> **Input records**
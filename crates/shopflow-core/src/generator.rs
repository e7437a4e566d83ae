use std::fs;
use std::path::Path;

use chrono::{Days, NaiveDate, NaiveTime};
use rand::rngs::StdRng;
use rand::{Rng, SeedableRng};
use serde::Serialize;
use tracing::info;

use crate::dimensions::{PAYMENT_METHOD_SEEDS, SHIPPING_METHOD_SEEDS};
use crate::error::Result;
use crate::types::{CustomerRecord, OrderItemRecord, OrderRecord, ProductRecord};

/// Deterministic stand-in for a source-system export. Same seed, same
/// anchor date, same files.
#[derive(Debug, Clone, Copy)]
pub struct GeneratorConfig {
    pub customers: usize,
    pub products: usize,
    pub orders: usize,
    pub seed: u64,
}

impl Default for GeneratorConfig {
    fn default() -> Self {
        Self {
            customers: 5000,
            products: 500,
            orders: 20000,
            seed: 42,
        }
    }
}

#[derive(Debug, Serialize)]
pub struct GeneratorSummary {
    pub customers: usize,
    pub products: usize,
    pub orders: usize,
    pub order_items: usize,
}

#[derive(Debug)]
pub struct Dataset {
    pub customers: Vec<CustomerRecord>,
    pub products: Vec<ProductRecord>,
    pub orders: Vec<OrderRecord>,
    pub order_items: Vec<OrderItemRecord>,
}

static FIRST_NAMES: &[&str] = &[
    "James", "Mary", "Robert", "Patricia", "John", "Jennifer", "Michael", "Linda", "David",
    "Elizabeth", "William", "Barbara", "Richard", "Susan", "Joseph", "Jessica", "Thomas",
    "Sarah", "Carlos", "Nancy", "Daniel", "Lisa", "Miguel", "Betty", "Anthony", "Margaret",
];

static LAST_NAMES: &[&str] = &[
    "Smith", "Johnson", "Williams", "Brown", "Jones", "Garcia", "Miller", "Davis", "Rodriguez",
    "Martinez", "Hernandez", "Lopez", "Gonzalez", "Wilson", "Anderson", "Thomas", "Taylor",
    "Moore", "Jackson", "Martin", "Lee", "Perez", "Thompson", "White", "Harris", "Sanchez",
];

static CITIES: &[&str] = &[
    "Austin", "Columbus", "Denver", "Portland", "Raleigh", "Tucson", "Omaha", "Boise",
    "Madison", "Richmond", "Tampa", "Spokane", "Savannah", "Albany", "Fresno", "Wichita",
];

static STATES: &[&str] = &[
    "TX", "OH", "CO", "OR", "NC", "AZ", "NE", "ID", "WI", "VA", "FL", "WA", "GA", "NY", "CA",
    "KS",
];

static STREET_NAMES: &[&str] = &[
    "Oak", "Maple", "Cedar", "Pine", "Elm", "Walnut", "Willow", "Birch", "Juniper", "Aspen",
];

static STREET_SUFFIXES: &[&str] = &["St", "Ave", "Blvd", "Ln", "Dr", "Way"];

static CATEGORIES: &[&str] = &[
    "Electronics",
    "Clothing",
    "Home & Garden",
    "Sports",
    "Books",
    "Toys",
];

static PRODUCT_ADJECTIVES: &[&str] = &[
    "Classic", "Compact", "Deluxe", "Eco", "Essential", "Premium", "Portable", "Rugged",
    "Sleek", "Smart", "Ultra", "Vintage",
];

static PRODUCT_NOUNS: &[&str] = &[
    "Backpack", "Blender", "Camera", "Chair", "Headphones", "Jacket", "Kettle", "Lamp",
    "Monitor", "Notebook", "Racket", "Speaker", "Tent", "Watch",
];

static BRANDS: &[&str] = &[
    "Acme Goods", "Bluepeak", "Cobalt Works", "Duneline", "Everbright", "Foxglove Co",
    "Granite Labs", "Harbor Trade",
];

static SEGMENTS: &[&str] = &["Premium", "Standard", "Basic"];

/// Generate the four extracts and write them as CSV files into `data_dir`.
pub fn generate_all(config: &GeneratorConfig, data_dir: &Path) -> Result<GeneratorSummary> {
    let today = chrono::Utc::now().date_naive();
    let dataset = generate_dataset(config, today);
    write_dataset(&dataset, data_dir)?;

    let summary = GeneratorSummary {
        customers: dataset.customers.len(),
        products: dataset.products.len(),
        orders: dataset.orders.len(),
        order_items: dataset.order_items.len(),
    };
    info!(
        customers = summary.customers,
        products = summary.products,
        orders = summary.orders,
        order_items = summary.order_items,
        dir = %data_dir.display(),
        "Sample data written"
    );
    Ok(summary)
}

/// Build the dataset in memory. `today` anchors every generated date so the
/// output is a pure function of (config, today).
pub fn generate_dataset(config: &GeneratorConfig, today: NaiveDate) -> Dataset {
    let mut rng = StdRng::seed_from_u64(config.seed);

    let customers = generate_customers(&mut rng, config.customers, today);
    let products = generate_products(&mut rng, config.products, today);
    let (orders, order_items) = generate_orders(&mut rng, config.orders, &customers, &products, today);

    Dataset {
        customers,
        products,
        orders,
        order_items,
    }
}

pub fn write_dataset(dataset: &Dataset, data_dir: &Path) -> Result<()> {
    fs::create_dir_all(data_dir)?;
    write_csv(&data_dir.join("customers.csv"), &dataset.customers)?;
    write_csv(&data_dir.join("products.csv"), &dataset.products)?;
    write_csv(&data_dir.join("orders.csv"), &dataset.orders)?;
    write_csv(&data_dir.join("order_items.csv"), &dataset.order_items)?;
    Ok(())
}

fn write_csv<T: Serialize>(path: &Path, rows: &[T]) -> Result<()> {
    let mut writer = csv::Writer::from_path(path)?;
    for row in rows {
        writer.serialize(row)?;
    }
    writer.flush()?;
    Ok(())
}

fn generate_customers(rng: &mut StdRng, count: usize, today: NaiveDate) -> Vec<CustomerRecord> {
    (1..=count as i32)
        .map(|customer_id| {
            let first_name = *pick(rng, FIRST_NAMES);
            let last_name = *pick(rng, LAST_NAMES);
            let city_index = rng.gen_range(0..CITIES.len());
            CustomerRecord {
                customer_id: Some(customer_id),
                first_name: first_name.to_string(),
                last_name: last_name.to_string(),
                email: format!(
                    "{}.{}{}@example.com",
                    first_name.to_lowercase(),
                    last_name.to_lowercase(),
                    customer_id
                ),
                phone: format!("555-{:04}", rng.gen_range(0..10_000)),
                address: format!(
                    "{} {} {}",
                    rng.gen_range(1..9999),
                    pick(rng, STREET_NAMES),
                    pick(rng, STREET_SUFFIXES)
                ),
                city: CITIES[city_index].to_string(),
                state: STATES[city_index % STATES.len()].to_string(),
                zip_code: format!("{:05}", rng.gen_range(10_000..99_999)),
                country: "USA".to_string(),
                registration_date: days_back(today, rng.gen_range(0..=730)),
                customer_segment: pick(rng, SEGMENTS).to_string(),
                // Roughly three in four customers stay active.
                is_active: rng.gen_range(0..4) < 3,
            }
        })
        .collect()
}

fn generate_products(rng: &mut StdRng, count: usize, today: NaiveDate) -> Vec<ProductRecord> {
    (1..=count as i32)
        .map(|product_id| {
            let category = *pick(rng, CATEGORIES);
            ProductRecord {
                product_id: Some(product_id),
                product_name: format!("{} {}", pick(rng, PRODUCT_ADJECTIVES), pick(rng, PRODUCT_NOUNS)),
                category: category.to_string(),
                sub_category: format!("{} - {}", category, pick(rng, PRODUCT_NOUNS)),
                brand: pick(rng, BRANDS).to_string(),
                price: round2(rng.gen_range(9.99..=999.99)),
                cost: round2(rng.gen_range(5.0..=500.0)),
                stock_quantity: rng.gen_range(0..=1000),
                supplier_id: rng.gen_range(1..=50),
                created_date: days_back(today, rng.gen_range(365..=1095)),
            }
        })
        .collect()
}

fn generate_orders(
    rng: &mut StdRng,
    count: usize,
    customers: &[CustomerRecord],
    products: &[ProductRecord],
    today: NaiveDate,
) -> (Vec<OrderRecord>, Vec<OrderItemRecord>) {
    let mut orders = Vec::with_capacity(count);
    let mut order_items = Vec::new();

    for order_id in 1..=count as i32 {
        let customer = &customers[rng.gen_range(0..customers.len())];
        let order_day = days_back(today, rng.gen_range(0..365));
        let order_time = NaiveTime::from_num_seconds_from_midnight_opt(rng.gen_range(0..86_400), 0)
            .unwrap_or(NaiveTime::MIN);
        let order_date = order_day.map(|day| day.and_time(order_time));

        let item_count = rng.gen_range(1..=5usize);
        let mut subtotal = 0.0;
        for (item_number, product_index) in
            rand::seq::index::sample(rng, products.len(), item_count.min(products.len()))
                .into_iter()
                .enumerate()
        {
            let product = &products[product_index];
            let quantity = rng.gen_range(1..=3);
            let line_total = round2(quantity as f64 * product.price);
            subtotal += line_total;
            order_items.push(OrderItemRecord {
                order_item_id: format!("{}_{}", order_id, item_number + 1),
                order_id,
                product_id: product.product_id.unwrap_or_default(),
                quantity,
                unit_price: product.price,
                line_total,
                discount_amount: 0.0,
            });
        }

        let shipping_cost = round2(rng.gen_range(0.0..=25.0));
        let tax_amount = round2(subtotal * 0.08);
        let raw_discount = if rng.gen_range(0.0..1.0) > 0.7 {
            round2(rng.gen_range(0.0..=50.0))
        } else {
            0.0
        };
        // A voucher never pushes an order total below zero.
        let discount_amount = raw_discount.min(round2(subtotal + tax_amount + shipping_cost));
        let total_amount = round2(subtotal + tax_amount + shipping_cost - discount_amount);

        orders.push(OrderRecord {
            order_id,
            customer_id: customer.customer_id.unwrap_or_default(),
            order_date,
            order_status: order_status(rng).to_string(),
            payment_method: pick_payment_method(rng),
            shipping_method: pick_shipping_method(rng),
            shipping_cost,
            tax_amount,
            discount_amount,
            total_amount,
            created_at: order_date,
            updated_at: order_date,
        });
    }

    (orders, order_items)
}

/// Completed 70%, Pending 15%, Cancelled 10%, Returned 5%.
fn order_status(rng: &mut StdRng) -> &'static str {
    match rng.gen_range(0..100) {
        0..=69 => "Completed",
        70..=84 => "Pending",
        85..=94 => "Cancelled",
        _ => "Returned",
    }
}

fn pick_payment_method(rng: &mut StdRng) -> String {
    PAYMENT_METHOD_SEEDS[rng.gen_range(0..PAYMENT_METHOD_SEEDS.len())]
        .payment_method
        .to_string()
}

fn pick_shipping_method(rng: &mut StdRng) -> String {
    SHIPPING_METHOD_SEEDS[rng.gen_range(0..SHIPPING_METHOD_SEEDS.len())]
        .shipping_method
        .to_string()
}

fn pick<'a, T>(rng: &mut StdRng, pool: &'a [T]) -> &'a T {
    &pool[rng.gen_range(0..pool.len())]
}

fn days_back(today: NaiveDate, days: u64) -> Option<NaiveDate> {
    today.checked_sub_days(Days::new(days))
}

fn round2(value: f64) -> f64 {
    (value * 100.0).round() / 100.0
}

> **What you need to do**
If a line of the material contains the word "struct", count it; please reply with the total and nothing more.

> **Expected answer**
3